■ YOUR INSTRUCTIONS
Nothing but a number is needed: the count of lines below that include "KeyError".

BEGIN DATA PROVIDED

//! Coin amounts
//!
//! A [`Coin`] is a denomination with an unsigned amount. A [`Coins`] list
//! is well formed when every denomination is valid and the list is sorted
//! by denomination without repeats.

use std::collections::BTreeMap;
use std::fmt;

use serde::{Deserialize, Deserializer, Serialize, Serializer};

use super::TransactionError;

/// A single denomination and amount
#[derive(Clone, Debug, PartialEq, Eq, Hash, Serialize, Deserialize)]
pub struct Coin {
    #[serde(with = "decimal")]
    pub amount: u128,
    pub denom: String,
}

impl Coin {
    pub fn new(denom: impl Into<String>, amount: u128) -> Self {
        Self {
            denom: denom.into(),
            amount,
        }
    }

    /// Build a coin from a decimal amount string
    ///
    /// # Errors
    /// `InvalidAmount` when the string is not a plain unsigned integer.
    pub fn parse(denom: impl Into<String>, amount: &str) -> Result<Self, TransactionError> {
        Ok(Self::new(denom, parse_amount(amount)?))
    }

    pub fn is_positive(&self) -> bool {
        self.amount > 0
    }
}

impl fmt::Display for Coin {
    fn fmt(&self, f: &mut fmt::Formatter<'_>) -> fmt::Result {
        write!(f, "{}{}", self.amount, self.denom)
    }
}

/// Parse an unsigned decimal amount
pub fn parse_amount(amount: &str) -> Result<u128, TransactionError> {
    if amount.is_empty() || !amount.bytes().all(|b| b.is_ascii_digit()) {
        return Err(TransactionError::InvalidAmount(format!(
            "malformed amount {amount:?}"
        )));
    }
    amount
        .parse()
        .map_err(|_| TransactionError::InvalidAmount(format!("amount {amount} out of range")))
}

/// Valid denominations: 3 to 128 characters, a letter first, then letters,
/// digits or `/`
pub fn is_valid_denom(denom: &str) -> bool {
    let bytes = denom.as_bytes();
    (3..=128).contains(&bytes.len())
        && bytes[0].is_ascii_alphabetic()
        && bytes[1..]
            .iter()
            .all(|b| b.is_ascii_alphanumeric() || *b == b'/')
}

/// An ordered list of coins
#[derive(Clone, Debug, Default, PartialEq, Eq, Hash)]
pub struct Coins(Vec<Coin>);

impl Coins {
    /// Sort by denomination; validity is checked by [`Coins::validate`]
    pub fn new(mut coins: Vec<Coin>) -> Self {
        coins.sort_by(|a, b| a.denom.cmp(&b.denom));
        Self(coins)
    }

    /// Keep the given order (as received over the wire)
    pub fn from_unsorted(coins: Vec<Coin>) -> Self {
        Self(coins)
    }

    pub fn single(denom: impl Into<String>, amount: u128) -> Self {
        Self(vec![Coin::new(denom, amount)])
    }

    pub fn is_empty(&self) -> bool {
        self.0.is_empty()
    }

    pub fn iter(&self) -> std::slice::Iter<'_, Coin> {
        self.0.iter()
    }

    /// Amount held in `denom`
    pub fn amount_of(&self, denom: &str) -> u128 {
        self.0
            .iter()
            .filter(|c| c.denom == denom)
            .map(|c| c.amount)
            .sum()
    }

    /// Check the list is non-empty, sorted, free of repeats, and that
    /// every coin has a valid denomination and a strictly positive amount
    pub fn validate(&self) -> Result<(), TransactionError> {
        if self.0.is_empty() {
            return Err(TransactionError::InvalidAmount("no coins".into()));
        }
        for coin in &self.0 {
            if !is_valid_denom(&coin.denom) {
                return Err(TransactionError::InvalidAmount(format!(
                    "invalid denomination {:?}",
                    coin.denom
                )));
            }
            if !coin.is_positive() {
                return Err(TransactionError::InvalidAmount(format!(
                    "amount of {} must be positive",
                    coin.denom
                )));
            }
        }
        for pair in self.0.windows(2) {
            if pair[0].denom >= pair[1].denom {
                return Err(TransactionError::InvalidAmount(format!(
                    "coins not sorted or repeated at {}",
                    pair[1].denom
                )));
            }
        }
        Ok(())
    }
}

impl fmt::Display for Coins {
    fn fmt(&self, f: &mut fmt::Formatter<'_>) -> fmt::Result {
        for (i, coin) in self.0.iter().enumerate() {
            if i > 0 {
                f.write_str(",")?;
            }
            write!(f, "{coin}")?;
        }
        Ok(())
    }
}

impl Serialize for Coins {
    fn serialize<S: Serializer>(&self, serializer: S) -> Result<S::Ok, S::Error> {
        self.0.serialize(serializer)
    }
}

impl<'de> Deserialize<'de> for Coins {
    fn deserialize<D: Deserializer<'de>>(deserializer: D) -> Result<Self, D::Error> {
        Vec::<Coin>::deserialize(deserializer).map(Self::from_unsorted)
    }
}

/// Per-denomination totals across several coin lists
pub fn totals<'a>(
    lists: impl IntoIterator<Item = &'a Coins>,
) -> Result<BTreeMap<&'a str, u128>, TransactionError> {
    let mut sums: BTreeMap<&str, u128> = BTreeMap::new();
    for coins in lists {
        for coin in coins.iter() {
            let entry = sums.entry(coin.denom.as_str()).or_insert(0);
            *entry = entry
                .checked_add(coin.amount)
                .ok_or_else(|| TransactionError::InvalidAmount("total overflows".into()))?;
        }
    }
    Ok(sums)
}

/// u128 amounts travel as decimal strings
mod decimal {
    use serde::{Deserialize, Deserializer, Serializer};

    pub fn serialize<S: Serializer>(value: &u128, serializer: S) -> Result<S::Ok, S::Error> {
        serializer.collect_str(value)
    }

    pub fn deserialize<'de, D: Deserializer<'de>>(deserializer: D) -> Result<u128, D::Error> {
        let s = String::deserialize(deserializer)?;
        super::parse_amount(&s).map_err(serde::de::Error::custom)
    }
}
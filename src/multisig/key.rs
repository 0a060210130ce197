//! Threshold composite keys
//!
//! A [`CompositeKey`] is an ordered list of member public keys plus a
//! threshold K. Member order is part of the key's identity: reordering the
//! members changes both the canonical encoding and the address.

use std::fmt;

use serde::{Deserialize, Serialize};
use thiserror::Error;

use super::amino::{
    bytes_key, malformed, put_bytes, put_uvarint, varint_key, Reader, MULTISIG_THRESHOLD_PREFIX,
    SECP256K1_PUBKEY_PREFIX,
};
use super::signature::SignatureSet;
use crate::address::Address;
use crate::crypto::{sha256_truncated, KeyError, PublicKey, PUBLIC_KEY_LEN};

/// Errors related to multisig operations
#[derive(Error, Debug, Clone, PartialEq, Eq)]
pub enum MultisigError {
    #[error("Invalid threshold: {threshold} of {keys} keys")]
    InvalidThreshold { threshold: usize, keys: usize },
    #[error("Signer not part of the composite key: {0}")]
    UnknownSigner(String),
    #[error("Conflicting signature for signer index {index}")]
    DuplicateSignature { index: usize },
    #[error("Signature sets belong to different composite keys")]
    IncompatibleKeySet,
    #[error("Signature verification failed for signer index {index}")]
    SignatureVerificationFailed { index: usize },
    #[error("Threshold not met: have {have} valid signatures, need {need}")]
    ThresholdNotMet { have: usize, need: usize },
    #[error("Malformed multisig encoding: {0}")]
    MalformedEncoding(String),
    #[error("Key error: {0}")]
    Key(#[from] KeyError),
}

/// An ordered K-of-N set of public keys
#[derive(Clone, Debug, PartialEq, Eq, Hash, Serialize, Deserialize)]
#[serde(try_from = "CompositeKeyRepr")]
pub struct CompositeKey {
    threshold: usize,
    pubkeys: Vec<PublicKey>,
}

#[derive(Deserialize)]
struct CompositeKeyRepr {
    threshold: usize,
    pubkeys: Vec<PublicKey>,
}

impl TryFrom<CompositeKeyRepr> for CompositeKey {
    type Error = MultisigError;

    fn try_from(repr: CompositeKeyRepr) -> Result<Self, Self::Error> {
        Self::new(repr.pubkeys, repr.threshold)
    }
}

impl CompositeKey {
    /// Combine `pubkeys` (in this order) with a threshold
    ///
    /// # Errors
    /// `InvalidThreshold` unless `1 <= threshold <= pubkeys.len()`.
    pub fn new(pubkeys: Vec<PublicKey>, threshold: usize) -> Result<Self, MultisigError> {
        if threshold == 0 || threshold > pubkeys.len() {
            return Err(MultisigError::InvalidThreshold {
                threshold,
                keys: pubkeys.len(),
            });
        }
        Ok(Self { threshold, pubkeys })
    }

    /// Get the threshold (K)
    pub fn threshold(&self) -> usize {
        self.threshold
    }

    /// Members in composite order
    pub fn pubkeys(&self) -> &[PublicKey] {
        &self.pubkeys
    }

    /// Get the member count (N)
    pub fn len(&self) -> usize {
        self.pubkeys.len()
    }

    pub fn is_empty(&self) -> bool {
        self.pubkeys.is_empty()
    }

    /// Position of `pubkey` among the members
    pub fn index_of(&self, pubkey: &PublicKey) -> Option<usize> {
        self.pubkeys.iter().position(|pk| pk == pubkey)
    }

    /// Get description like "2-of-3"
    pub fn description(&self) -> String {
        format!("{}-of-{}", self.threshold, self.pubkeys.len())
    }

    /// Canonical amino encoding: type prefix, threshold, then each member
    /// as a prefixed secp256k1 key, in order
    pub fn to_bytes(&self) -> Vec<u8> {
        let mut out = MULTISIG_THRESHOLD_PREFIX.to_vec();
        out.push(varint_key(1));
        put_uvarint(&mut out, self.threshold as u64);
        for pubkey in &self.pubkeys {
            let mut member = SECP256K1_PUBKEY_PREFIX.to_vec();
            put_bytes(&mut member, &pubkey.to_bytes());
            out.push(bytes_key(2));
            put_bytes(&mut out, &member);
        }
        out
    }

    /// Parse the canonical encoding produced by [`CompositeKey::to_bytes`]
    pub fn from_bytes(bytes: &[u8]) -> Result<Self, MultisigError> {
        let mut reader = Reader::new(bytes);
        reader.expect_prefix(&MULTISIG_THRESHOLD_PREFIX)?;

        let mut threshold = 0u64;
        let mut pubkeys = Vec::new();
        while !reader.is_done() {
            match reader.byte()? {
                key if key == varint_key(1) => threshold = reader.uvarint()?,
                key if key == bytes_key(2) => {
                    let mut member = Reader::new(reader.bytes()?);
                    member.expect_prefix(&SECP256K1_PUBKEY_PREFIX)?;
                    let raw = member.bytes()?;
                    if raw.len() != PUBLIC_KEY_LEN || !member.is_done() {
                        return Err(malformed("bad member key length"));
                    }
                    pubkeys.push(PublicKey::from_slice(raw)?);
                }
                other => return Err(malformed(format!("unexpected field key {other:#04x}"))),
            }
        }

        let threshold = usize::try_from(threshold).map_err(|_| malformed("threshold overflow"))?;
        Self::new(pubkeys, threshold)
    }

    /// Composite address: SHA-256 of the canonical encoding, truncated to
    /// 20 bytes
    pub fn address(&self) -> Address {
        Address::from(sha256_truncated(&self.to_bytes()))
    }

    /// Start an empty signature set for this key
    pub fn new_signature_set(&self) -> SignatureSet {
        SignatureSet::new(self)
    }

    /// Re-check every stored signature against its member and `message`
    ///
    /// Accepts only when at least K entries verify. Entries that fail are
    /// not counted.
    pub fn verify(&self, message: &[u8], set: &SignatureSet) -> Result<(), MultisigError> {
        if set.composite_key() != self {
            return Err(MultisigError::IncompatibleKeySet);
        }
        let have = set
            .iter()
            .filter(|(index, signature)| self.pubkeys[*index].verify(message, *signature))
            .count();
        if have < self.threshold {
            return Err(MultisigError::ThresholdNotMet {
                have,
                need: self.threshold,
            });
        }
        Ok(())
    }

    /// Verify the packed chain form produced by
    /// [`SignatureSet::to_multisignature_bytes`]
    ///
    /// Every populated index must verify, as the chain requires.
    pub fn verify_multisignature(&self, message: &[u8], packed: &[u8]) -> bool {
        SignatureSet::from_multisignature_bytes(self, packed)
            .and_then(|set| {
                self.verify(message, &set)?;
                Ok(set.verified(message).len() == set.len())
            })
            .unwrap_or(false)
    }
}

impl fmt::Display for CompositeKey {
    fn fmt(&self, f: &mut fmt::Formatter<'_>) -> fmt::Result {
        write!(f, "{} [", self.description())?;
        for (i, pk) in self.pubkeys.iter().enumerate() {
            if i > 0 {
                f.write_str(", ")?;
            }
            write!(f, "{pk}")?;
        }
        f.write_str("]")
    }
}
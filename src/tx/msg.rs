//! Transfer messages
//!
//! The closed set of message kinds a transaction can carry. Each variant
//! knows its own canonical JSON layout, basic validation, and the
//! addresses that must sign it.

use serde_json::{json, Map, Value};

use super::coin::{totals, Coins};
use super::{canonical, TransactionError};
use crate::address::Address;

/// Route shared by all transfer messages
pub const ROUTE_BANK: &str = "bank";

/// Single-input, single-output transfer
#[derive(Clone, Debug, Default, PartialEq, Eq)]
pub struct MsgSend {
    pub from_address: Address,
    pub to_address: Address,
    pub amount: Coins,
}

impl MsgSend {
    pub fn new(from_address: Address, to_address: Address, amount: Coins) -> Self {
        Self {
            from_address,
            to_address,
            amount,
        }
    }

    pub fn validate_basic(&self) -> Result<(), TransactionError> {
        if self.from_address.is_empty() {
            return Err(TransactionError::MissingSenderAddress);
        }
        if self.to_address.is_empty() {
            return Err(TransactionError::MissingRecipientAddress);
        }
        self.amount.validate()
    }

    fn value(&self) -> Value {
        let mut value = Map::new();
        insert_address(&mut value, "from_address", &self.from_address);
        insert_address(&mut value, "to_address", &self.to_address);
        value.insert("amount".into(), json!(self.amount));
        Value::Object(value)
    }
}

/// One side of a multi-send
#[derive(Clone, Debug, Default, PartialEq, Eq)]
pub struct Input {
    pub address: Address,
    pub coins: Coins,
}

#[derive(Clone, Debug, Default, PartialEq, Eq)]
pub struct Output {
    pub address: Address,
    pub coins: Coins,
}

impl Input {
    pub fn new(address: Address, coins: Coins) -> Self {
        Self { address, coins }
    }

    pub fn validate_basic(&self) -> Result<(), TransactionError> {
        if self.address.is_empty() {
            return Err(TransactionError::MissingSenderAddress);
        }
        self.coins.validate()
    }

    fn value(&self) -> Value {
        let mut value = Map::new();
        insert_address(&mut value, "address", &self.address);
        value.insert("coins".into(), json!(self.coins));
        Value::Object(value)
    }
}

impl Output {
    pub fn new(address: Address, coins: Coins) -> Self {
        Self { address, coins }
    }

    pub fn validate_basic(&self) -> Result<(), TransactionError> {
        if self.address.is_empty() {
            return Err(TransactionError::MissingRecipientAddress);
        }
        self.coins.validate()
    }

    fn value(&self) -> Value {
        let mut value = Map::new();
        insert_address(&mut value, "address", &self.address);
        value.insert("coins".into(), json!(self.coins));
        Value::Object(value)
    }
}

/// Multi-input, multi-output transfer
#[derive(Clone, Debug, Default, PartialEq, Eq)]
pub struct MsgMultiSend {
    pub inputs: Vec<Input>,
    pub outputs: Vec<Output>,
}

impl MsgMultiSend {
    pub fn new(inputs: Vec<Input>, outputs: Vec<Output>) -> Self {
        Self { inputs, outputs }
    }

    /// Checks formatting only, not that the inputs actually hold the funds
    pub fn validate_basic(&self) -> Result<(), TransactionError> {
        if self.inputs.is_empty() {
            return Err(TransactionError::NoInputs);
        }
        if self.outputs.is_empty() {
            return Err(TransactionError::NoOutputs);
        }
        for input in &self.inputs {
            input.validate_basic()?;
        }
        for output in &self.outputs {
            output.validate_basic()?;
        }

        let total_in = totals(self.inputs.iter().map(|i| &i.coins))?;
        let total_out = totals(self.outputs.iter().map(|o| &o.coins))?;
        if total_in != total_out {
            return Err(TransactionError::InputOutputMismatch);
        }
        Ok(())
    }

    fn value(&self) -> Value {
        json!({
            "inputs": self.inputs.iter().map(Input::value).collect::<Vec<_>>(),
            "outputs": self.outputs.iter().map(Output::value).collect::<Vec<_>>(),
        })
    }
}

/// Every message kind a transaction may carry
#[derive(Clone, Debug, PartialEq, Eq)]
pub enum Msg {
    Send(MsgSend),
    MultiSend(MsgMultiSend),
}

impl Msg {
    pub fn route(&self) -> &'static str {
        ROUTE_BANK
    }

    pub fn type_name(&self) -> &'static str {
        match self {
            Msg::Send(_) => "send",
            Msg::MultiSend(_) => "multisend",
        }
    }

    /// Registered codec name, the `type` tag of the JSON form
    pub fn amino_name(&self) -> &'static str {
        match self {
            Msg::Send(_) => "hbtcchain/transfer/MsgSend",
            Msg::MultiSend(_) => "hbtcchain/transfer/MsgMultiSend",
        }
    }

    pub fn validate_basic(&self) -> Result<(), TransactionError> {
        match self {
            Msg::Send(msg) => msg.validate_basic(),
            Msg::MultiSend(msg) => msg.validate_basic(),
        }
    }

    /// Addresses that must sign, in a deterministic order
    pub fn signers(&self) -> Vec<Address> {
        match self {
            Msg::Send(msg) => vec![msg.from_address.clone()],
            Msg::MultiSend(msg) => msg.inputs.iter().map(|i| i.address.clone()).collect(),
        }
    }

    /// Every address whose balance the message touches
    pub fn involved_addresses(&self) -> Vec<Address> {
        match self {
            Msg::Send(msg) => vec![msg.from_address.clone(), msg.to_address.clone()],
            Msg::MultiSend(msg) => msg
                .inputs
                .iter()
                .map(|i| i.address.clone())
                .chain(msg.outputs.iter().map(|o| o.address.clone()))
                .collect(),
        }
    }

    /// Tagged JSON form: `{"type": <amino name>, "value": {...}}`
    pub fn to_json(&self) -> Value {
        let value = match self {
            Msg::Send(msg) => msg.value(),
            Msg::MultiSend(msg) => msg.value(),
        };
        json!({ "type": self.amino_name(), "value": value })
    }

    /// Canonical bytes of this message alone
    pub fn sign_bytes(&self) -> Result<Vec<u8>, TransactionError> {
        canonical::value_to_vec(self.to_json())
    }
}

impl From<MsgSend> for Msg {
    fn from(msg: MsgSend) -> Self {
        Msg::Send(msg)
    }
}

impl From<MsgMultiSend> for Msg {
    fn from(msg: MsgMultiSend) -> Self {
        Msg::MultiSend(msg)
    }
}

/// Empty addresses are left out of the JSON form
fn insert_address(map: &mut Map<String, Value>, key: &str, address: &Address) {
    if !address.is_empty() {
        map.insert(key.into(), Value::String(address.to_string()));
    }
}

#[cfg(test)]
mod tests {
    use super::*;
    use crate::tx::coin::Coin;

    fn addr(s: &str) -> Address {
        s.parse().unwrap()
    }

    const FROM: &str = "HBCTeUXgzx8eenRXmd6ztAJe4xdQmjMFUV4t";
    const TO: &str = "HBCgKep1AQKT1x9KhsDUThyRzkRMkYYoCGT8";

    #[test]
    fn test_send_sign_bytes() {
        let msg = Msg::from(MsgSend::new(addr(FROM), addr(TO), Coins::single("hbc", 104416451)));
        let bytes = msg.sign_bytes().unwrap();
        assert_eq!(
            String::from_utf8(bytes).unwrap(),
            format!(
                r#"{{"type":"hbtcchain/transfer/MsgSend","value":{{"amount":[{{"amount":"104416451","denom":"hbc"}}],"from_address":"{FROM}","to_address":"{TO}"}}}}"#
            )
        );
        assert_eq!(msg.route(), "bank");
        assert_eq!(msg.type_name(), "send");
    }

    #[test]
    fn test_send_validation() {
        let ok = MsgSend::new(addr(FROM), addr(TO), Coins::single("hbc", 1));
        assert!(ok.validate_basic().is_ok());

        let mut missing_from = ok.clone();
        missing_from.from_address = Address::empty();
        assert_eq!(
            missing_from.validate_basic(),
            Err(TransactionError::MissingSenderAddress)
        );

        let mut missing_to = ok.clone();
        missing_to.to_address = Address::empty();
        assert_eq!(
            missing_to.validate_basic(),
            Err(TransactionError::MissingRecipientAddress)
        );

        let mut zero = ok.clone();
        zero.amount = Coins::single("hbc", 0);
        assert!(matches!(
            zero.validate_basic(),
            Err(TransactionError::InvalidAmount(_))
        ));

        let mut empty = ok;
        empty.amount = Coins::default();
        assert!(matches!(
            empty.validate_basic(),
            Err(TransactionError::InvalidAmount(_))
        ));
    }

    #[test]
    fn test_empty_address_omitted_from_json() {
        let msg = Msg::from(MsgSend::new(Address::empty(), addr(TO), Coins::single("hbc", 1)));
        let json = msg.to_json();
        assert!(json["value"].get("from_address").is_none());
        assert_eq!(json["value"]["to_address"], TO);
    }

    #[test]
    fn test_multisend_balances_per_denom() {
        let inputs = vec![
            Input::new(addr(FROM), Coins::new(vec![Coin::new("hbc", 10), Coin::new("usdt", 2)])),
            Input::new(addr(TO), Coins::single("hbc", 5)),
        ];
        let outputs = vec![
            Output::new(addr(TO), Coins::single("hbc", 15)),
            Output::new(addr(FROM), Coins::single("usdt", 2)),
        ];
        let msg = MsgMultiSend::new(inputs.clone(), outputs);
        assert!(msg.validate_basic().is_ok());

        let skewed = MsgMultiSend::new(
            inputs,
            vec![Output::new(addr(TO), Coins::new(vec![Coin::new("hbc", 14), Coin::new("usdt", 3)]))],
        );
        assert_eq!(
            skewed.validate_basic(),
            Err(TransactionError::InputOutputMismatch)
        );
    }

    #[test]
    fn test_multisend_structure_errors() {
        let coins = Coins::single("hbc", 1);
        assert_eq!(
            MsgMultiSend::new(vec![], vec![Output::new(addr(TO), coins.clone())]).validate_basic(),
            Err(TransactionError::NoInputs)
        );
        assert_eq!(
            MsgMultiSend::new(vec![Input::new(addr(FROM), coins.clone())], vec![]).validate_basic(),
            Err(TransactionError::NoOutputs)
        );
        assert_eq!(
            MsgMultiSend::new(
                vec![Input::new(Address::empty(), coins.clone())],
                vec![Output::new(addr(TO), coins.clone())]
            )
            .validate_basic(),
            Err(TransactionError::MissingSenderAddress)
        );
        assert_eq!(
            MsgMultiSend::new(
                vec![Input::new(addr(FROM), coins.clone())],
                vec![Output::new(Address::empty(), coins)]
            )
            .validate_basic(),
            Err(TransactionError::MissingRecipientAddress)
        );
    }

    #[test]
    fn test_signers_and_involved_addresses() {
        let msg = Msg::from(MsgMultiSend::new(
            vec![
                Input::new(addr(FROM), Coins::single("hbc", 1)),
                Input::new(addr(FROM), Coins::single("hbc", 1)),
            ],
            vec![Output::new(addr(TO), Coins::single("hbc", 2))],
        ));
        assert_eq!(msg.signers(), vec![addr(FROM), addr(FROM)]);
        assert_eq!(msg.involved_addresses(), vec![addr(FROM), addr(FROM), addr(TO)]);
        assert_eq!(msg.type_name(), "multisend");
    }
}
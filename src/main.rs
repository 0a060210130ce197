//! HBC signer CLI
//!
//! Derives addresses and signs transfers offline. Output envelopes are
//! submitted by whatever broadcaster the operator uses.

use clap::{Args, Parser, Subcommand};
use hbc_sdk::cli;
use hbc_sdk::wallet::TransferRequest;
use std::path::PathBuf;

#[derive(Parser)]
#[command(name = "hbc")]
#[command(author = "Darshan")]
#[command(version = "0.1.0")]
#[command(about = "Offline address and transaction signing for the HBC chain", long_about = None)]
struct Cli {
    /// JSON file overriding the transaction defaults
    #[arg(short, long, global = true)]
    config: Option<PathBuf>,

    /// Chain id to sign for
    #[arg(long, global = true)]
    chain_id: Option<String>,

    #[command(subcommand)]
    command: Commands,
}

#[derive(Subcommand)]
enum Commands {
    /// Show the address of a private key
    Address {
        /// Private key (64 hex digits)
        #[arg(short, long)]
        private_key: String,
    },

    /// Show the address of a threshold group
    MultisigAddress {
        /// Member public keys in group order, comma separated
        #[arg(short = 'k', long, value_delimiter = ',', required = true)]
        pubkeys: Vec<String>,

        /// Signatures required
        #[arg(short, long)]
        threshold: usize,
    },

    /// Check an address string
    ValidateAddress {
        address: String,
    },

    /// Sign a transfer with a single key
    SignTransfer {
        #[arg(short, long)]
        private_key: String,

        #[command(flatten)]
        transfer: TransferArgs,
    },

    /// Produce this member's partial signature for a group transfer
    PartialSign {
        #[arg(short, long)]
        private_key: String,

        #[arg(short = 'k', long, value_delimiter = ',', required = true)]
        pubkeys: Vec<String>,

        #[arg(short, long)]
        threshold: usize,

        #[command(flatten)]
        transfer: TransferArgs,
    },

    /// Merge a peer's partial signature with this member's and assemble
    Merge {
        #[arg(short, long)]
        private_key: String,

        /// File holding the peer's partial signature set
        #[arg(long)]
        partial: PathBuf,

        #[command(flatten)]
        transfer: TransferArgs,
    },
}

#[derive(Args)]
struct TransferArgs {
    /// Sender address (the group address for multisig)
    #[arg(short, long)]
    from: String,

    /// Recipient address
    #[arg(long)]
    to: String,

    /// Amount in base units
    #[arg(short, long)]
    amount: String,

    /// Denomination to send
    #[arg(short, long, default_value = "hbc")]
    denom: String,

    /// Fee in base units; raised to the configured minimum
    #[arg(long, default_value = "0")]
    fee: String,

    #[arg(short, long, default_value = "")]
    memo: String,

    /// Account sequence number
    #[arg(short, long)]
    sequence: u64,
}

impl From<TransferArgs> for TransferRequest {
    fn from(args: TransferArgs) -> Self {
        Self {
            denom: args.denom,
            from: args.from,
            to: args.to,
            memo: args.memo,
            amount: args.amount,
            fee: args.fee,
            sequence: args.sequence,
        }
    }
}

fn main() -> Result<(), Box<dyn std::error::Error>> {
    // Initialize logger
    env_logger::Builder::from_env(env_logger::Env::default().default_filter_or("info")).init();

    let cli = Cli::parse();
    let config = cli::load_config(cli.config.as_deref(), cli.chain_id.as_deref())?;

    match cli.command {
        Commands::Address { private_key } => {
            cli::cmd_address(&private_key)?;
        }

        Commands::MultisigAddress { pubkeys, threshold } => {
            cli::cmd_multisig_address(&pubkeys, threshold)?;
        }

        Commands::ValidateAddress { address } => {
            cli::cmd_validate_address(&address)?;
        }

        Commands::SignTransfer {
            private_key,
            transfer,
        } => {
            cli::cmd_sign_transfer(&config, &private_key, &transfer.into())?;
        }

        Commands::PartialSign {
            private_key,
            pubkeys,
            threshold,
            transfer,
        } => {
            let composite = cli::parse_composite(&pubkeys, threshold)?;
            cli::cmd_partial_sign(&config, &private_key, &composite, &transfer.into())?;
        }

        Commands::Merge {
            private_key,
            partial,
            transfer,
        } => {
            cli::cmd_merge(&config, &private_key, &partial, &transfer.into())?;
        }
    }

    Ok(())
}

END DATA PROVIDED

■ EXERCISE OUTPUT
2